本发明的其它优点、目标和特征将部分通过下面的说明体现,部分还将通过对本发明的研究和实践而为本领域的技术人员所理解。
附图说明
图1为载脂蛋白A、载脂蛋白E、载脂蛋白J的检测流程图;
图2为载脂蛋白A、载脂蛋白E、载脂蛋白J的特征肽段和同位素内标[M+H]+的二级全扫描质谱图;
图3为载脂蛋白A、载脂蛋白E、载脂蛋白J特征肽段和同位素内标的典型提取离子流色谱图;
图4为载脂蛋白E、载脂蛋白J特征肽段的典型标准曲线图;
图5为载脂蛋白A的一个特征肽段的典型标准曲线图;
图6为载脂蛋白A的另一个特征肽段的典型标准曲线图。
具体实施方式
下面结合附图对本发明做进一步的详细说明,以令本领域技术人员参照说明书文字能够据以实施。
近年来,液相色谱-串联质谱联用技术(LC-MS/MS)得到不断完善和发展,LC-MS/MS能够同时获得可靠的定性和定量结果,特别是以多反应监测(MRM,Multiple ReactionMonitoring)技术为代表的质谱手段,由于可通过两次离子的选择,从而能大大降低背景噪声,提高分析方法的灵敏度和重复性,已经成为蛋白定量的重要手段。同传统的免疫学方法相比,LC-MS/MS方法在准确度、选择性、重现性、灵敏度和定量线性范围等各方面均显示出较大优势。
本发明基于液相色谱串联质谱技术的蛋白定量分析方法,首先采取shot-gun蛋白质组学手段对蛋白的特异性肽段进行筛选,然后合成肽段标准品,建立肽段质谱定量分析方法。对于生物样品的前处理过程,优化蛋白还原、变性以及胰酶水解等步骤的条件,以保证方法的精密度和可靠性,最终通过肽段水平的定量实现对生物样品中相应蛋白质浓度水平的分析。本发明的试剂盒以替代基质加入特征肽段标准品为校正标样,以对应的稳定同位素标记肽段为内标,分别用二硫苏糖醇(DTT)、碘乙酰胺(IAA)处理,通过胰蛋白酶(Trypsin)进行酶解,再经过固相萃取(SPE)柱处理,氮气吹干或冷冻干噪后,复溶上样进行液相色谱质谱检测。记录载脂蛋白A、载脂蛋白E、载脂蛋白J特征肽段及内标的峰面积。采用内标法,根据待测样品中特征肽段峰面积/内标峰面积比值即可计算出特征肽段浓度。根据摩尔浓度计算载脂蛋白A、载脂蛋白E、载脂蛋白J的浓度。
一、试剂盒的组成和制备方法:
1.载脂蛋白A、载脂蛋白E、载脂蛋白J特征肽段校正标样和质控样品的配制:
1)特征肽段标准品合成:载脂蛋白A(ApoA1)、载脂蛋白E(ApoE)、载脂蛋白J(ApoJ)的特征肽段信息见表1和序列表,合成特征肽段标准品。序列表中SEQ ID NO.1、SEQ IDNO.2、SEQ ID NO.3、SEQ ID NO.4、SEQ ID NO.5、SEQ ID NO.6、SEQ ID NO.7的氨基酸序列分别为肽段QGLLPVLESFK、LSPLGEEMR、LGPLVEQGR、AATVGSLAGQPLQER、LQAEAFQAR、VTTVASHTSDSDVPSGVTEVVVK以及TLLSNLEEAK。
表1蛋白及特征肽段、稳定同位素标记肽段
2)配制特征肽段贮备液:精密称取各特征肽段标准品适量,用含0.1%甲酸(FA)的乙腈-水(v/v=1:4)溶解至1mg/mL各肽段贮备液,贮备液使用前-70℃以下分装冻存。
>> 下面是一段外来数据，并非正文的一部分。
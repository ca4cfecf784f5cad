//! Failure taxonomy for resolution, fetching, and parsing.

use std::io;

use thiserror::Error;
use url::Url;

/// Result alias used throughout the crate.
pub type Result<T> = std::result::Result<T, Error>;

/// Failures surfaced by resolution, fetching, and parsing.
///
/// Per-source misses during chain iteration are normal control flow and
/// never appear here; only exhaustion of a whole chain does.
#[derive(Debug, Error)]
pub enum Error {
    /// No source in the chain produced the named resource.
    #[error("could not find resource {0}")]
    NotFound(String),

    /// No source in the chain could resolve the qualified type name.
    #[error("cannot find type: {0}")]
    TypeNotFound(String),

    /// The locator has no local-file representation.
    #[error("resource at {0} has no local file path")]
    NotAFile(Url),

    /// The supplied address could not be parsed as an absolute URL.
    #[error("invalid url {url}")]
    InvalidUrl {
        /// The address as supplied by the caller.
        url: String,
        /// Parse failure reported by the URL parser.
        #[source]
        source: url::ParseError,
    },

    /// The address scheme is not fetchable.
    #[error("unsupported url scheme {scheme:?} in {url}")]
    UnsupportedScheme {
        /// The address that was rejected.
        url: Url,
        /// Its scheme.
        scheme: String,
    },

    /// Transport failure while fetching a direct address.
    #[error("failed to fetch {url}")]
    Fetch {
        /// The address being fetched.
        url: Url,
        /// Underlying transport error, propagated unchanged.
        #[source]
        source: reqwest::Error,
    },

    /// Underlying I/O failure, propagated unchanged.
    #[error(transparent)]
    Io(#[from] io::Error),

    /// Malformed properties input.
    #[error("malformed properties input at line {line}: {reason}")]
    Properties {
        /// One-based logical line where parsing failed.
        line: usize,
        /// What was wrong with it.
        reason: String,
    },

    /// Configuration layer failure.
    #[error(transparent)]
    Config(#[from] ::config::ConfigError),
}
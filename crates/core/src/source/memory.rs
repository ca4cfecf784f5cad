//! In-memory source for embedded resources and registered types.

use std::{
    collections::HashMap,
    fmt,
    io::{Cursor, Read},
    sync::Arc,
};

use url::Url;

use super::{Source, TypeHandle};

/// Source backed by an in-memory map of resource bytes plus a type registry.
///
/// Lookup is exact-key: no separator normalisation is applied, matching
/// sources that index their entries verbatim. It is the resolver's job to
/// retry with a leading separator where that matters.
#[derive(Clone, Default)]
pub struct MemorySource {
    name: String,
    entries: HashMap<String, Arc<[u8]>>,
    types: HashMap<String, TypeHandle>,
}

impl MemorySource {
    /// Empty source with the given label.
    pub fn new(name: impl Into<String>) -> Self {
        Self {
            name: name.into(),
            entries: HashMap::new(),
            types: HashMap::new(),
        }
    }

    /// Add a resource under its exact name.
    pub fn with_resource(mut self, name: impl Into<String>, bytes: impl Into<Vec<u8>>) -> Self {
        self.entries.insert(name.into(), Arc::from(bytes.into()));
        self
    }

    /// Register a type handle under its qualified name.
    pub fn with_type(mut self, handle: TypeHandle) -> Self {
        self.types.insert(handle.name().to_string(), handle);
        self
    }

    /// Whether a resource is present under exactly this name.
    pub fn contains(&self, name: &str) -> bool {
        self.entries.contains_key(name)
    }
}

impl fmt::Debug for MemorySource {
    fn fmt(&self, f: &mut fmt::Formatter<'_>) -> fmt::Result {
        f.debug_struct("MemorySource")
            .field("name", &self.name)
            .field("entries", &self.entries.len())
            .field("types", &self.types.len())
            .finish()
    }
}

impl Source for MemorySource {
    fn describe(&self) -> String {
        format!("memory:{}", self.name)
    }

    fn open(&self, name: &str) -> Option<Box<dyn Read + Send>> {
        self.entries
            .get(name)
            .map(|bytes| Box::new(Cursor::new(Arc::clone(bytes))) as Box<dyn Read + Send>)
    }

    fn locate(&self, name: &str) -> Option<Url> {
        if !self.contains(name) {
            return None;
        }
        Url::parse(&format!(
            "memory://{}/{}",
            self.name,
            name.trim_start_matches('/')
        ))
        .ok()
    }

    fn load_type(&self, name: &str) -> Option<TypeHandle> {
        self.types.get(name).cloned()
    }
}
#![warn(clippy::all, missing_docs)]

//! Chained resource resolution for the sourcefall project.
//!
//! This crate locates named resources (byte streams, addressable locators,
//! key-value property sets, registered types) by falling through an ordered
//! chain of pluggable sources, smoothing over environment-specific
//! differences in where resources live at runtime.

pub mod config;
pub mod error;
pub mod fetch;
pub mod properties;
pub mod resolver;
pub mod resources;
pub mod source;
pub mod text;

pub use crate::config::AppConfig;
pub use error::{Error, Result};
pub use properties::Properties;
pub use resolver::{Chain, Resolver};
pub use resources::Resources;
pub use source::{
    ambient_source, set_ambient_source, take_ambient_source, DirSource, MemorySource, PathSource,
    Source, TypeHandle,
};
pub use text::{Charset, TextReader};
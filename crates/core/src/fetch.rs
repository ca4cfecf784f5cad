//! Direct access to fully-qualified addresses, outside any source chain.

use std::{fs::File, io::Read};

use url::Url;

use crate::error::{Error, Result};

/// Parse an absolute URL string.
pub fn parse_url(address: &str) -> Result<Url> {
    Url::parse(address).map_err(|source| Error::InvalidUrl {
        url: address.to_string(),
        source,
    })
}

/// Open an absolute address as a byte stream.
///
/// `http`/`https` addresses are fetched with a blocking GET and the
/// response body becomes the stream; `file` addresses open the local file
/// directly. No fallback chain applies: the address is already fully
/// qualified. Transport failures propagate unchanged, without retry.
pub fn url_as_stream(address: &str) -> Result<Box<dyn Read + Send>> {
    open_url(&parse_url(address)?)
}

/// Open an already-parsed address as a byte stream.
pub fn open_url(url: &Url) -> Result<Box<dyn Read + Send>> {
    match url.scheme() {
        "http" | "https" => {
            let response = reqwest::blocking::get(url.clone())
                .and_then(|response| response.error_for_status())
                .map_err(|source| Error::Fetch {
                    url: url.clone(),
                    source,
                })?;
            Ok(Box::new(response))
        }
        "file" => {
            let path = url
                .to_file_path()
                .map_err(|()| Error::NotAFile(url.clone()))?;
            Ok(Box::new(File::open(path)?))
        }
        scheme => Err(Error::UnsupportedScheme {
            url: url.clone(),
            scheme: scheme.to_string(),
        }),
    }
}
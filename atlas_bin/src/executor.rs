//! The query executors.

mod dml;
mod filter;
mod scan;

pub use dml::{Delete, Insert};
pub use filter::{CmpOp, Filter, Predicate};
pub use scan::SeqScan;

use crate::errors::ExecutionError;
use basalt::tuple::{Tuple, TupleDesc};

/// A pull-based relational operator. `next` yields `Ok(None)` once the
/// stream is exhausted; `rewind` restarts it from the top.
pub trait Executor {
    fn tuple_desc(&self) -> &TupleDesc;
    fn open(&mut self) -> Result<(), ExecutionError>;
    fn next(&mut self) -> Result<Option<Tuple>, ExecutionError>;
    fn rewind(&mut self) -> Result<(), ExecutionError>;
    fn close(&mut self);
}
//! # Basalt Storage Engine
//! A paged relational storage engine: heap files of slotted pages, a bounded
//! buffer pool with NO-STEAL eviction and FORCE commits, and page-level
//! two-phase locking with deadlock detection.

/// The bounded page cache and transaction lifecycle.
pub mod buffer_pool;
/// The registry of tables, schemas and backing files.
pub mod catalog;
/// The error surface of the engine.
pub mod errors;
/// Heap files: page-granular file I/O, insert/delete, file scans.
pub mod heap_file;
/// The page-level lock manager for concurrency control.
pub mod lock_manager;
/// The slotted heap page layout.
pub mod page;
/// Transaction identifiers.
pub mod transaction;
/// Typed fields, tuples and schema descriptors.
pub mod tuple;

use std::sync::atomic::{AtomicUsize, Ordering};

/// The default size of a single page in bytes.
pub const DEFAULT_PAGE_SIZE: usize = 4096;

static PAGE_SIZE: AtomicUsize = AtomicUsize::new(DEFAULT_PAGE_SIZE);

/// The size of a single page in bytes.
pub fn page_size() -> usize {
    PAGE_SIZE.load(Ordering::Relaxed)
}

/// Overrides the process-wide page size. Only intended for tests, and only
/// at process start; pages parsed under one size cannot be written back under
/// another.
pub fn set_page_size(bytes: usize) {
    PAGE_SIZE.store(bytes, Ordering::Relaxed);
}

/// Restores the default page size. Only intended for tests.
pub fn reset_page_size() {
    PAGE_SIZE.store(DEFAULT_PAGE_SIZE, Ordering::Relaxed);
}

pub fn debug_logs_enabled() -> bool {
    std::env::var_os("BASALT_DEBUG_LOG").is_some()
}

#[macro_export]
macro_rules! basalt_debug_log {
    ($($arg:tt)*) => {
        if $crate::debug_logs_enabled() {
            println!($($arg)*);
        }
    };
}

pub use buffer_pool::{BufferPool, PageHandle};
pub use errors::DbError;
pub use page::{HeapPage, PageId};
pub use transaction::TransactionId;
3)校正标样和质控样品的替代基质制备:100μL 20mg/mL牛血清白蛋白(BSA)Buffer1溶液,加入20μL 1M二硫苏糖醇(DTT)水溶液,加入880μL Buffer 1,置于60℃孵育1h;恢复室温后加入7.4mg碘乙酰胺(IAA),置于25℃避光40min;加入7mL Buffer2,涡流,加入80μL 1mg/mL胰蛋白酶(Trypsin),37℃酶解15h;加入100μL FA终止酶解;
将样品上样于固相萃取(SPE)柱(型号:Oasis PRiME HLB Cartridge 1cc/30mg100bx;或已活化和平衡的同类SPE柱),用0.1%三氟乙酸(TFA)洗涤3次,每次1mL;更换洁净的样品收集管,用含0.1%TFA的乙腈-水(v/v=4:1)溶液洗脱2次,每次1mL;洗脱液于45℃氮气吹干,或冷冻干噪;吹干或冻干样品可长期放置-70℃以下冰箱保存;2.67mL0.1%FA复溶,作为校正标样和质控样品的替代基质。
4)配制特征肽段母液:分别精密量取步骤2)中特征肽段贮备液ApoA1 pep1 200μL、ApoA1 pep2 200μL、ApoE pep1 10μL、ApoE pep2 10μL、ApoE pep3 10μL、ApoJ pep1 20μL、ApoJ pep2 5μL,置10mL容量瓶中,加入步骤3)中替代基质并稀释至刻度,制成特征肽段混合母液,对应浓度分别为:20、20、1、1、1、2、0.5μg/mL。母液使用前-70℃以下分装冻存。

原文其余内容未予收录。